One arm is raised, while the other arm, emerging from the bronze figure’s steely swathe of traditional Bedouin robes, gently rests on a walking cane.

The solid bronze figure – which rises 13 meters from the ground, sitting atop a granite plinth on a pedestal – is none other than the UAE’s late founding father Sheikh Zayed. It stands at the entrance of a city district bearing his name on the city’s western outskirts.

“This statue is the largest in Egypt,” claims its creator, Egyptian sculptor Essam Darwish. The figure is also the first statue of the late UAE leader in the North African country, home to some 80 million people and a key ally of the oil-rich Gulf state.

The monument, which weighs as much as four family-sized cars, is planned by local authorities to be formally unveiled on Nov. 2, a date that marks 11 years since Sheikh Zayed’s passing.

According to Darwish, crafting the sculpture - starting with scale models - took six months of day-and-night toil. One challenge was the initial research from two-dimensional sources to obtain an accurate likeness. The sculptor pored through countless archival photos and footage of his subject.

The end result, he said, “expresses [Sheikh Zayed’s] personality in terms of movement and facial expression and clothing.”

The statue was financed by an Egyptian businessman, Mahmoud Shenawi, in a show of “appreciation” towards the late ruler, said Darwish. The sculptor credits Prime Minister Ibrahim Mahlab for “removing all obstacles” for its placement. The idea of erecting the statue was born out of Shenawi's deep appreciation for the late UAE leader, Darwish said, adding that the businessman turned down offers to co-finance the piece as he wanted it to be its sole financer.

Mahlab’s boss, Egyptian President Abdelfattah al-Sisi - who in 2013 ousted Islamist President Mohammad Mursi after an army-backed uprising - is known for his close ties with the UAE.
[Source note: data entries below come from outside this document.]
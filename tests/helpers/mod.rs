/// Test doubles simulating the BLE stack, CAN driver, status pin, timer and
/// system control during integration tests.
use canble_bridge::core::CanFrame;
use canble_bridge::protocol::transport::{
    gatt::{CharacteristicId, SecurityPolicy, ServiceLayout},
    traits::{
        ble_peripheral::BlePeripheral,
        bridge_timer::BridgeTimer,
        can_source::{CanSource, FrameSink},
        gatt_events::{GattEvents, PeerInfo},
        system_control::SystemControl,
    },
};
use embedded_hal::digital::{ErrorType, OutputPin};
use std::convert::Infallible;
use std::sync::{Arc, Mutex};

#[allow(dead_code)]
pub const PEER: PeerInfo = PeerInfo {
    conn_handle: 1,
    address: [0xC0, 0xFF, 0xEE, 0x00, 0x11, 0x22],
};

#[derive(Debug, Clone, PartialEq, Eq)]
#[allow(dead_code)]
/// Everything the bridge asked of its collaborators, in order.
pub enum Event {
    Init(String),
    TxPower(u8),
    Security(SecurityPolicy),
    EventsRegistered,
    Service(ServiceLayout),
    SetValue(CharacteristicId, Vec<u8>),
    Notify(CharacteristicId),
    StartAdvertising,
    StopAdvertising,
    Disconnect(u16),
    Restart,
}

#[derive(Default)]
#[allow(dead_code)]
/// Journal shared between the doubles and the test body.
pub struct Journal {
    pub events: Vec<Event>,
    pub fail_init: bool,
}

#[allow(dead_code)]
pub type SharedJournal = Arc<Mutex<Journal>>;

#[allow(dead_code)]
pub fn journal() -> SharedJournal {
    Arc::new(Mutex::new(Journal::default()))
}

#[allow(dead_code)]
impl Journal {
    pub fn count(&self, wanted: &Event) -> usize {
        self.events.iter().filter(|event| *event == wanted).count()
    }

    pub fn notifications(&self) -> usize {
        self.events
            .iter()
            .filter(|event| matches!(event, Event::Notify(_)))
            .count()
    }

    pub fn values(&self, characteristic: CharacteristicId) -> Vec<Vec<u8>> {
        self.events
            .iter()
            .filter_map(|event| match event {
                Event::SetValue(id, value) if *id == characteristic => Some(value.clone()),
                _ => None,
            })
            .collect()
    }
}

/// In-memory BLE stack recording every call.
pub struct MockBle {
    journal: SharedJournal,
}

#[allow(dead_code)]
impl MockBle {
    pub fn new(journal: &SharedJournal) -> Self {
        Self {
            journal: Arc::clone(journal),
        }
    }

    fn record(&self, event: Event) {
        self.journal.lock().unwrap().events.push(event);
    }
}

impl BlePeripheral for MockBle {
    type Error = &'static str;

    fn init(&mut self, device_name: &str) -> Result<(), Self::Error> {
        if self.journal.lock().unwrap().fail_init {
            return Err("controller not responding");
        }
        self.record(Event::Init(device_name.to_string()));
        Ok(())
    }

    fn set_tx_power(&mut self, level: u8) -> Result<(), Self::Error> {
        self.record(Event::TxPower(level));
        Ok(())
    }

    fn configure_security(&mut self, policy: &SecurityPolicy) -> Result<(), Self::Error> {
        self.record(Event::Security(*policy));
        Ok(())
    }

    fn register_events(&mut self, _handler: &'static dyn GattEvents) {
        self.record(Event::EventsRegistered);
    }

    fn create_service(&mut self, layout: &ServiceLayout) -> Result<(), Self::Error> {
        self.record(Event::Service(*layout));
        Ok(())
    }

    fn set_value(&mut self, characteristic: CharacteristicId, value: &[u8]) {
        self.record(Event::SetValue(characteristic, value.to_vec()));
    }

    fn notify(&mut self, characteristic: CharacteristicId) -> Result<(), Self::Error> {
        self.record(Event::Notify(characteristic));
        Ok(())
    }

    fn start_advertising(&mut self) -> Result<(), Self::Error> {
        self.record(Event::StartAdvertising);
        Ok(())
    }

    fn stop_advertising(&mut self) -> Result<(), Self::Error> {
        self.record(Event::StopAdvertising);
        Ok(())
    }

    fn disconnect(&mut self, conn_handle: u16) -> Result<(), Self::Error> {
        self.record(Event::Disconnect(conn_handle));
        Ok(())
    }
}

/// Restart recorder standing in for a chip reset.
pub struct MockSystem {
    journal: SharedJournal,
}

#[allow(dead_code)]
impl MockSystem {
    pub fn new(journal: &SharedJournal) -> Self {
        Self {
            journal: Arc::clone(journal),
        }
    }
}

impl SystemControl for MockSystem {
    fn restart(&mut self) {
        self.journal.lock().unwrap().events.push(Event::Restart);
    }
}

#[derive(Default)]
#[allow(dead_code)]
/// CAN driver double: records setup and lets the test fire receive "interrupts".
pub struct MockCan {
    pub pins: Option<(u8, u8)>,
    pub bitrate: Option<u32>,
    pub observing: bool,
    pub fail_begin: bool,
    sink: Option<&'static dyn FrameSink>,
}

#[allow(dead_code)]
impl MockCan {
    pub fn failing() -> Self {
        Self {
            fail_begin: true,
            ..Self::default()
        }
    }

    pub fn has_sink(&self) -> bool {
        self.sink.is_some()
    }

    /// Simulate the receive interrupt for `frame`.
    pub fn deliver(&self, frame: CanFrame) {
        if let Some(sink) = self.sink {
            sink.on_frame(frame);
        }
    }
}

impl CanSource for MockCan {
    type Error = &'static str;

    fn set_pins(&mut self, rx: u8, tx: u8) {
        self.pins = Some((rx, tx));
    }

    fn begin(&mut self, bitrate: u32) -> Result<(), Self::Error> {
        if self.fail_begin {
            return Err("transceiver missing");
        }
        self.bitrate = Some(bitrate);
        Ok(())
    }

    fn observe(&mut self) {
        self.observing = true;
    }

    fn on_receive(&mut self, sink: &'static dyn FrameSink) {
        self.sink = Some(sink);
    }
}

#[derive(Clone, Default)]
#[allow(dead_code)]
/// Output pin remembering every level written.
pub struct MockPin {
    pub levels: Arc<Mutex<Vec<bool>>>,
}

#[allow(dead_code)]
impl MockPin {
    pub fn toggles(&self) -> usize {
        self.levels.lock().unwrap().len().saturating_sub(1)
    }
}

impl ErrorType for MockPin {
    type Error = Infallible;
}

impl OutputPin for MockPin {
    fn set_low(&mut self) -> Result<(), Self::Error> {
        self.levels.lock().unwrap().push(false);
        Ok(())
    }

    fn set_high(&mut self) -> Result<(), Self::Error> {
        self.levels.lock().unwrap().push(true);
        Ok(())
    }
}

#[derive(Clone, Default)]
#[allow(dead_code)]
/// Timer that records requested delays and only yields to the executor.
pub struct MockTimer {
    pub delays: Arc<Mutex<Vec<u32>>>,
}

#[allow(dead_code)]
impl MockTimer {
    pub fn recorded(&self) -> Vec<u32> {
        self.delays.lock().unwrap().clone()
    }
}

impl BridgeTimer for MockTimer {
    async fn delay_ms(&mut self, millis: u32) {
        self.delays.lock().unwrap().push(millis);
        tokio::task::yield_now().await;
    }
}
Since Sisi took power, Abu Dhabi and Cairo have inked numerous construction and investment deals to revive the country’s sunken economy, weakened by years of political instability and protests.

The UAE has also donated billions of dollars towards the construction of low-income housing and infrastructural facilities in Egypt.

Friend of Egypt

Through Sheikh Zayed’s efforts, ties between the two countries were cemented decades ago, the UAE’s minister of state said last month. As a result, he said, Egypt had “become one of the most important bilateral relations that the UAE shares with another country.”

Sheikh Zayed was long close to Egypt. He was also a friend of Egypt’s late President Anwar Sadat, and supported him in the 1973 war against Israel. One of Zayed’s sayings, “Arab oil is not dearer than Arab blood,” was recalled by Sadat’s sister in 2001, who said that her brother had “adored ” the UAE leader.

The late UAE president was also a large financial backer of Egypt, contributing to the construction of a canal and numerous humanitarian projects.

Sultan al-Qassemi, an Emirati journalist and prominent commentator on Arab affairs, said that Sheikh Zayed was a man who many Arabs still “hold near and dear.”

“Egyptians have an affinity to him because he also had an affinity to Egypt,” said al-Qassemi.